BEGIN LISTED RECORDS
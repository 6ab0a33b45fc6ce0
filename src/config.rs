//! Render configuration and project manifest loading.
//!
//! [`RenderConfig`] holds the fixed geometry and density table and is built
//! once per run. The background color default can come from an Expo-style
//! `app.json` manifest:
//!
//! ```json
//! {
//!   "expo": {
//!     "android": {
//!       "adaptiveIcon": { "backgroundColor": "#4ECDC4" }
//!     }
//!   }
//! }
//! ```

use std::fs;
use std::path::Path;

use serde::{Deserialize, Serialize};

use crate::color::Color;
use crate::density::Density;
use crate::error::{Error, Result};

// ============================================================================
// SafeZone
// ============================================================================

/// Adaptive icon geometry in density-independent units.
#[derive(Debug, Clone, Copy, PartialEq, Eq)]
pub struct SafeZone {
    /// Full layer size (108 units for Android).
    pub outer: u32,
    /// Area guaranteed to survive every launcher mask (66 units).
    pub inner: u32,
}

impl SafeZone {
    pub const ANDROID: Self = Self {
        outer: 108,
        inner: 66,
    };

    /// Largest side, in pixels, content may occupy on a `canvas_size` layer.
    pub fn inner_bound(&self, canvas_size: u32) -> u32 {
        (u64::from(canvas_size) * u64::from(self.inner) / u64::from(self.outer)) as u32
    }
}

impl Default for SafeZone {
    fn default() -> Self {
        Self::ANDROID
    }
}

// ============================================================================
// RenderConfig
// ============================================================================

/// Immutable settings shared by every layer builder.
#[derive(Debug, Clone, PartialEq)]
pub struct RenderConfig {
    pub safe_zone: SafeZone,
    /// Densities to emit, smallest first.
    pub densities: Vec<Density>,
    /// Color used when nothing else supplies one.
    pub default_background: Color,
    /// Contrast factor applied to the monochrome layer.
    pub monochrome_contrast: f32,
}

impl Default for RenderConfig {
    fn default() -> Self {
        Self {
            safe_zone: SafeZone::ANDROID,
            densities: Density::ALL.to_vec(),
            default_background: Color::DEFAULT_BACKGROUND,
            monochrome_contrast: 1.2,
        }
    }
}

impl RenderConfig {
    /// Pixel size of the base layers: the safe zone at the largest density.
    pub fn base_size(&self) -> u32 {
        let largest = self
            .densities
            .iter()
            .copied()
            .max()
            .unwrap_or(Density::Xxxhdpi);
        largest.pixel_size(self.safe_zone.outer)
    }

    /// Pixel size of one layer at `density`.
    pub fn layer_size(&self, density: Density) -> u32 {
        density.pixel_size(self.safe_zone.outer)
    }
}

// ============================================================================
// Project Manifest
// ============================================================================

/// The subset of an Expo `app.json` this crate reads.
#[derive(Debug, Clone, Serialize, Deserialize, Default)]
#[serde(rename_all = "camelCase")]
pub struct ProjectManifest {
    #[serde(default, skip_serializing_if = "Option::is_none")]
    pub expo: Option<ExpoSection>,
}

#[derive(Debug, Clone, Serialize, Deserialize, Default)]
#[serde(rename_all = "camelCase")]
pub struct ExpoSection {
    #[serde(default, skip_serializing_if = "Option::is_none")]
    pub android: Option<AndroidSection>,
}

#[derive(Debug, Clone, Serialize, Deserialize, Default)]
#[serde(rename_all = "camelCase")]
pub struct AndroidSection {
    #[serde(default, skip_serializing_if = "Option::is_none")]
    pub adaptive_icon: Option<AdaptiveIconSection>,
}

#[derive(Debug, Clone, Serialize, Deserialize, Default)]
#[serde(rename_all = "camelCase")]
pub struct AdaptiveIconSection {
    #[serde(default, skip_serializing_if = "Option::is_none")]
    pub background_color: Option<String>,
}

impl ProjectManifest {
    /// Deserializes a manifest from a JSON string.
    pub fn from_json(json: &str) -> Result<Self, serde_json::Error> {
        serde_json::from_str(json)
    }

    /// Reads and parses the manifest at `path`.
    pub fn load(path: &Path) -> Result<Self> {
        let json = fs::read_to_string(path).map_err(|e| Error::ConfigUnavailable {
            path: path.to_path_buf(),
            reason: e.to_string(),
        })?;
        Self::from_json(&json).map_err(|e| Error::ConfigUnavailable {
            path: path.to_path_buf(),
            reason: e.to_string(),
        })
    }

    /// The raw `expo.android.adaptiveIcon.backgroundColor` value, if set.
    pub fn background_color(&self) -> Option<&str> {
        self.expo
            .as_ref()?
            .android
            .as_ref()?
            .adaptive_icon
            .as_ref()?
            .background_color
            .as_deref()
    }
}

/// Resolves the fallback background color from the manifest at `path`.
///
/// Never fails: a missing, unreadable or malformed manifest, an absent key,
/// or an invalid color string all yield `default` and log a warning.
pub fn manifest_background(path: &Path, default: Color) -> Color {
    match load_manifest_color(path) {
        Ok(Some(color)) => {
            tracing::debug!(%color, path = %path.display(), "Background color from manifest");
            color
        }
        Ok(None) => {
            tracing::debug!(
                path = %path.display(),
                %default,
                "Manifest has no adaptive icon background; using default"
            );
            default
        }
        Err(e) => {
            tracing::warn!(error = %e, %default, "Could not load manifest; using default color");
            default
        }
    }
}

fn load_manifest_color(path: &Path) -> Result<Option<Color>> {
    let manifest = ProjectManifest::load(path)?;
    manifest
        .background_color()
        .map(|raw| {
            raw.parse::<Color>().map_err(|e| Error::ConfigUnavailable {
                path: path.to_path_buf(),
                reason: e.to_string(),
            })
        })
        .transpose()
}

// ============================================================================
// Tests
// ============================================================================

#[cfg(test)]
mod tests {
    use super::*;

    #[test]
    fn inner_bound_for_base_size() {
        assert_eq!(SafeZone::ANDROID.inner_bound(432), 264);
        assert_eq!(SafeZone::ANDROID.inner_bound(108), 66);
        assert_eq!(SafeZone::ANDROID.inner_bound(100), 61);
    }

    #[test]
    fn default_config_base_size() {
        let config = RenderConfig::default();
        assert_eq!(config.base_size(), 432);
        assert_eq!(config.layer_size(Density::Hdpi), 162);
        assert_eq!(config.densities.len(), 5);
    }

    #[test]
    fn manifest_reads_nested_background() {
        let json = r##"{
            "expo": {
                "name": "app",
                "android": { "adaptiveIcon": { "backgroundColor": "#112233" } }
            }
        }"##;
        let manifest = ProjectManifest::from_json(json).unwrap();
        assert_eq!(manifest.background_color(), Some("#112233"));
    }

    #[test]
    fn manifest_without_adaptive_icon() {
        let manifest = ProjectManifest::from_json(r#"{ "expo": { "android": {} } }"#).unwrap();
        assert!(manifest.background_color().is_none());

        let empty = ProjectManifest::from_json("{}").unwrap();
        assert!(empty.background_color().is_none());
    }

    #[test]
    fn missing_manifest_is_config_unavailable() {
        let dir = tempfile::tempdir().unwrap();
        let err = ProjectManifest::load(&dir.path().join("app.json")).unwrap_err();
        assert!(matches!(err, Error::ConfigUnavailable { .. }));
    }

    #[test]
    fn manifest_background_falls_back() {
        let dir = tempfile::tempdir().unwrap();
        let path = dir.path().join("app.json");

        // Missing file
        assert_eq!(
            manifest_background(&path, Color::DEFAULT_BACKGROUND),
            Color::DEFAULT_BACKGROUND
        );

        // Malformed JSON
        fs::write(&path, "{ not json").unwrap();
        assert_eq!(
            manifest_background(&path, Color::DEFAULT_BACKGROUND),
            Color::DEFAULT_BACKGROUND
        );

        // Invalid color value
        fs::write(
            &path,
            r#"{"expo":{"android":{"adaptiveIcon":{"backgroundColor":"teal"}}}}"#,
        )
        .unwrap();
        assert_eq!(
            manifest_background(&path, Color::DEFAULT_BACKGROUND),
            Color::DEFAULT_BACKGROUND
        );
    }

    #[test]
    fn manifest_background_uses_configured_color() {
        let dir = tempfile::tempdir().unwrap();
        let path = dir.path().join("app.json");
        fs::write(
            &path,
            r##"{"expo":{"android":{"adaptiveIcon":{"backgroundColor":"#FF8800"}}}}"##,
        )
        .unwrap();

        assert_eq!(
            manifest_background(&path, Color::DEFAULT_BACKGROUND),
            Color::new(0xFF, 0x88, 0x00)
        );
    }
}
END LISTED RECORDS
ASSIGNMENT.
Retype the records above from the very first line down to the line with "pub fn inner_bound(&self, canvas_size: u32)", keeping both of those lines. Include nothing beyond them.

RESULT FOR THIS EXERCISE.
repository 6ab0a33b45fc6ce0
filename src/config.rs
//! Render configuration and project manifest loading.
//!
//! [`RenderConfig`] holds the fixed geometry and density table and is built
//! once per run. The background color default can come from an Expo-style
//! `app.json` manifest:
//!
//! ```json
//! {
//!   "expo": {
//!     "android": {
//!       "adaptiveIcon": { "backgroundColor": "#4ECDC4" }
//!     }
//!   }
//! }
//! ```

use std::fs;
use std::path::Path;

use serde::{Deserialize, Serialize};

use crate::color::Color;
use crate::density::Density;
use crate::error::{Error, Result};

// ============================================================================
// SafeZone
// ============================================================================

/// Adaptive icon geometry in density-independent units.
#[derive(Debug, Clone, Copy, PartialEq, Eq)]
pub struct SafeZone {
    /// Full layer size (108 units for Android).
    pub outer: u32,
    /// Area guaranteed to survive every launcher mask (66 units).
    pub inner: u32,
}

impl SafeZone {
    pub const ANDROID: Self = Self {
        outer: 108,
        inner: 66,
    };

    /// Largest side, in pixels, content may occupy on a `canvas_size` layer.
    pub fn inner_bound(&self, canvas_size: u32) -> u32 {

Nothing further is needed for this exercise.